Take from the listing each line that has the string "call".

--- Task input ---

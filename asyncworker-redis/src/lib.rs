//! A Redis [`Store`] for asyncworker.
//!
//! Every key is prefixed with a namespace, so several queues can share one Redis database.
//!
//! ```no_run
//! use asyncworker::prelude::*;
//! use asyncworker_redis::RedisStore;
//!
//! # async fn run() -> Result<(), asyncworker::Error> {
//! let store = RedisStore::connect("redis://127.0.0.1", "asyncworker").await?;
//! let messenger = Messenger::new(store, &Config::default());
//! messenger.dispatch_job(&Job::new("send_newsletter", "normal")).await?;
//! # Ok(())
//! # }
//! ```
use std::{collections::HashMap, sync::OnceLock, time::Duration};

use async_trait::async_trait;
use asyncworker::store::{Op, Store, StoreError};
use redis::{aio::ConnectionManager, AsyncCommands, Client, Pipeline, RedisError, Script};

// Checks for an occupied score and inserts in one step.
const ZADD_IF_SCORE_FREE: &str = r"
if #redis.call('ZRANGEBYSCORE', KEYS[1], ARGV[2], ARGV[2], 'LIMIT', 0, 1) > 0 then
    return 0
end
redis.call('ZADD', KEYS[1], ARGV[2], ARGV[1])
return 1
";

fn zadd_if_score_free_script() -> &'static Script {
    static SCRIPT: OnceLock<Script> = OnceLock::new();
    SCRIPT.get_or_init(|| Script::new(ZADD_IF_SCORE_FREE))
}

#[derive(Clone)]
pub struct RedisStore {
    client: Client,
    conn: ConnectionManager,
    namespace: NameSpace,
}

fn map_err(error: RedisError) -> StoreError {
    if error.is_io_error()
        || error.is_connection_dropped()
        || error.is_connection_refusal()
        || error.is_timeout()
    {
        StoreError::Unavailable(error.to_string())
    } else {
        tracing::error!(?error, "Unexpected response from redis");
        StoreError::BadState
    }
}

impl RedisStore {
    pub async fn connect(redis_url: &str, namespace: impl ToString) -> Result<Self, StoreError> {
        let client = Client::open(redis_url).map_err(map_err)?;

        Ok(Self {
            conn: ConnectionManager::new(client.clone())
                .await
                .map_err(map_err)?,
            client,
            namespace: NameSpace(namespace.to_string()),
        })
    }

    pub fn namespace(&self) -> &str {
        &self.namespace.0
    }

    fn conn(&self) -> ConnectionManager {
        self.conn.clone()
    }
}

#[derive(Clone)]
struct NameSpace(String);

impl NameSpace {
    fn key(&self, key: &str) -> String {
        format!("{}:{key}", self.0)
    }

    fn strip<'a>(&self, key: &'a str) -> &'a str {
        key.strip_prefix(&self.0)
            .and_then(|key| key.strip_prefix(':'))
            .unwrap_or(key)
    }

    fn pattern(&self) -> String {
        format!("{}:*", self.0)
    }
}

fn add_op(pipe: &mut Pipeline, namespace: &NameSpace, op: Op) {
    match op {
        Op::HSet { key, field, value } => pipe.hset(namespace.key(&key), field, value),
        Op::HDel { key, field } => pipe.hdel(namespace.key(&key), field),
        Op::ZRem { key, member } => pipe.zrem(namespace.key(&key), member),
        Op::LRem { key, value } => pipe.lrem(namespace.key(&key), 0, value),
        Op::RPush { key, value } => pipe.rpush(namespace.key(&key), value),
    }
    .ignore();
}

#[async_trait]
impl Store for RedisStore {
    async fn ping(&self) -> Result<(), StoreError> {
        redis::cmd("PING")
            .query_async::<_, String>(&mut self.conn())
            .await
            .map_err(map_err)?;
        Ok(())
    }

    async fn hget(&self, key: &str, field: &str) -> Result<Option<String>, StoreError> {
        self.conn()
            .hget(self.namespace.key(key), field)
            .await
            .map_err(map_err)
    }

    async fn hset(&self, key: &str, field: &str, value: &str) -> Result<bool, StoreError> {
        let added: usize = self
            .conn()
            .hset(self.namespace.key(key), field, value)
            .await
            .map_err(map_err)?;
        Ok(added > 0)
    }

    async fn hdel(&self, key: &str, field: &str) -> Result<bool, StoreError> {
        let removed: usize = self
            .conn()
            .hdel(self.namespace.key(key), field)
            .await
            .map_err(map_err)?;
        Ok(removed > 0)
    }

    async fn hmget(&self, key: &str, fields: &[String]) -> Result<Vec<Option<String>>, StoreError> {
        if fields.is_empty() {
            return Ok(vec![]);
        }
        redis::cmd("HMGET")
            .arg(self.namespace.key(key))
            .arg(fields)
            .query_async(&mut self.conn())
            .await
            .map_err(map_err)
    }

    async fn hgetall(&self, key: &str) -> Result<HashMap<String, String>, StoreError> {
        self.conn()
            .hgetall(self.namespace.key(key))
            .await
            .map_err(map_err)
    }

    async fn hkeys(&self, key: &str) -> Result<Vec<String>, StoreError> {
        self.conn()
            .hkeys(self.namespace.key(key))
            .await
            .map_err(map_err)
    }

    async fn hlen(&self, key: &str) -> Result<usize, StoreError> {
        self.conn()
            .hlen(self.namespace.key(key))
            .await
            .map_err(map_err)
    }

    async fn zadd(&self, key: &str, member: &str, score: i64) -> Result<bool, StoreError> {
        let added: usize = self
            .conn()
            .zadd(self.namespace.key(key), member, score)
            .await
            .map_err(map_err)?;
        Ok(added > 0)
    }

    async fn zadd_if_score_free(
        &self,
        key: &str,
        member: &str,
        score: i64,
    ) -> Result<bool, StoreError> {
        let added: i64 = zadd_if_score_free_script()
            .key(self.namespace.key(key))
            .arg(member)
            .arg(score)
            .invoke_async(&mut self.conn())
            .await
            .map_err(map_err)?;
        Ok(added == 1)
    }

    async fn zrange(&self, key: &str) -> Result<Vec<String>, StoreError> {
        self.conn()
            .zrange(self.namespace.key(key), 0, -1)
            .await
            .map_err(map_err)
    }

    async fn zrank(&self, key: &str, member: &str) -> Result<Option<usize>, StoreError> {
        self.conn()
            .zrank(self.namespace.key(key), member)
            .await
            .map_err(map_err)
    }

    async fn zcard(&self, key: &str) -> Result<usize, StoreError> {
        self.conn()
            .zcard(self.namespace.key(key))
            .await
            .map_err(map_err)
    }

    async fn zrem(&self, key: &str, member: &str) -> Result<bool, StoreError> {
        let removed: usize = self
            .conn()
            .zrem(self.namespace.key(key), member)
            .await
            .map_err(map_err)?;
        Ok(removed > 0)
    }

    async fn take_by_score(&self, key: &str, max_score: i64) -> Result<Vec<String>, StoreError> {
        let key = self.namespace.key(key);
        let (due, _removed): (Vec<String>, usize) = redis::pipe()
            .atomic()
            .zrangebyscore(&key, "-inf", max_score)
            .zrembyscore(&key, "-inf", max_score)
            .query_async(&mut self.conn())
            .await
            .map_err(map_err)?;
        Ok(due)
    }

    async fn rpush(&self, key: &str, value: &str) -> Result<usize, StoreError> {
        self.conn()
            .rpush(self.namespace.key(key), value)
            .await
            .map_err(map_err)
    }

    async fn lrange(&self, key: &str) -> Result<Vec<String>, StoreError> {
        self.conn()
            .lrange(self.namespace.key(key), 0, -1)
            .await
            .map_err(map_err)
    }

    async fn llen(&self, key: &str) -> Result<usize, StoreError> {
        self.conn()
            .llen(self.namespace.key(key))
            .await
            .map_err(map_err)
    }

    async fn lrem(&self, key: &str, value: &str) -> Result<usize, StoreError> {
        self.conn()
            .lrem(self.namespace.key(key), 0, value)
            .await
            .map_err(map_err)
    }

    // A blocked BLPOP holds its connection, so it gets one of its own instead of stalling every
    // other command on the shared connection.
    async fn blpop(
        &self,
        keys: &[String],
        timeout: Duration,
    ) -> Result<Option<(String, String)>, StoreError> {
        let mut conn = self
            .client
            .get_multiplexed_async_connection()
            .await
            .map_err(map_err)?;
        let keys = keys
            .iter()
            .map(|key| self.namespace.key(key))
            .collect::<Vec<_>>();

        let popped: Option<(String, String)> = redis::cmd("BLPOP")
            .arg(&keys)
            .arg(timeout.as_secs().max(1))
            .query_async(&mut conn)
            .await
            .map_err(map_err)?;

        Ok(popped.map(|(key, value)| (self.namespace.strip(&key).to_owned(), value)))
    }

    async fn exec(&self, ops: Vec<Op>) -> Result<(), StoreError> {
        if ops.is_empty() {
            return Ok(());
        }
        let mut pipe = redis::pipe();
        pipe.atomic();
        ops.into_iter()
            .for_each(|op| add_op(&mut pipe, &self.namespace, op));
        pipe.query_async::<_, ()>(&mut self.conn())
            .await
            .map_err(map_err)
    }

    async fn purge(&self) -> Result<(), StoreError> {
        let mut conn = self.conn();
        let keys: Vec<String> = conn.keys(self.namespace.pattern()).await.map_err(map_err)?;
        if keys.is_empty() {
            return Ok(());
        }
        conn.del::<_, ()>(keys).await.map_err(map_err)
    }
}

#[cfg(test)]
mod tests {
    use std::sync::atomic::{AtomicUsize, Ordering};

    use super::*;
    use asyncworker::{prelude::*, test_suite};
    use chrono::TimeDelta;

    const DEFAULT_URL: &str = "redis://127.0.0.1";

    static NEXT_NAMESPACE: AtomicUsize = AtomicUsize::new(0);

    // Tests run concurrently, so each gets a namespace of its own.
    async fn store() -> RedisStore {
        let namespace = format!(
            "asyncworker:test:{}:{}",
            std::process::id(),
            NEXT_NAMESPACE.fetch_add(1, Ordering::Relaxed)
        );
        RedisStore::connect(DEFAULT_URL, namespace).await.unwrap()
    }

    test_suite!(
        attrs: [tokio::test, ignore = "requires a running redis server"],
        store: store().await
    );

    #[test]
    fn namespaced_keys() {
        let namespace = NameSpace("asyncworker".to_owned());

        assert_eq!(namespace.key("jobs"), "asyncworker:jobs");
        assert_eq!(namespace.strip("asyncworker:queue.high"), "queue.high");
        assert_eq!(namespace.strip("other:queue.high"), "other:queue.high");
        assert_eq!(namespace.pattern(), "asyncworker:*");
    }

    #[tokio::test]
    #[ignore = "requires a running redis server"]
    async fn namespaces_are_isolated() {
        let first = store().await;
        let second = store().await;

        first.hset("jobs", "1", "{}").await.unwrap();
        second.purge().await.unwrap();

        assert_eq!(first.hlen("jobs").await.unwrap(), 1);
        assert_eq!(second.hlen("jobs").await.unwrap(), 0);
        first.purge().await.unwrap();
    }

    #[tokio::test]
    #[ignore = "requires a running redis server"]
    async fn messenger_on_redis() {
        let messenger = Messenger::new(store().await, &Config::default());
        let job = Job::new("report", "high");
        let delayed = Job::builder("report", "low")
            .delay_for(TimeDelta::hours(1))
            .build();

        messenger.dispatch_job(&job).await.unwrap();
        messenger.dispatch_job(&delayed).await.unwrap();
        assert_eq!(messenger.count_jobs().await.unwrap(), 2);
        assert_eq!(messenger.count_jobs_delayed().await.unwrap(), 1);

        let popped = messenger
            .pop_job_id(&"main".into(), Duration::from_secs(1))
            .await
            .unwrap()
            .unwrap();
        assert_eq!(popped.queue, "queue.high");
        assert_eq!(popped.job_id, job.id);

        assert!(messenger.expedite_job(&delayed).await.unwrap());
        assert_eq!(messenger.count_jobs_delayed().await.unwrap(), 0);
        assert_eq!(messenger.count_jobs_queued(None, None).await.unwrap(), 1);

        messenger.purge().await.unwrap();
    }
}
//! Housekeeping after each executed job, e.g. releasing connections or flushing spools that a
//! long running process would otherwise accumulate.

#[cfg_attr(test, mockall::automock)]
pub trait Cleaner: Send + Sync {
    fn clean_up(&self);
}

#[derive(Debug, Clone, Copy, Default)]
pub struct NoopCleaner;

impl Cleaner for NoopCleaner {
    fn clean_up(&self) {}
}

---

* Exercise solution:
if #redis.call('ZRANGEBYSCORE', KEYS[1], ARGV[2], ARGV[2], 'LIMIT', 0, 1) > 0 then
redis.call('ZADD', KEYS[1], ARGV[2], ARGV[1])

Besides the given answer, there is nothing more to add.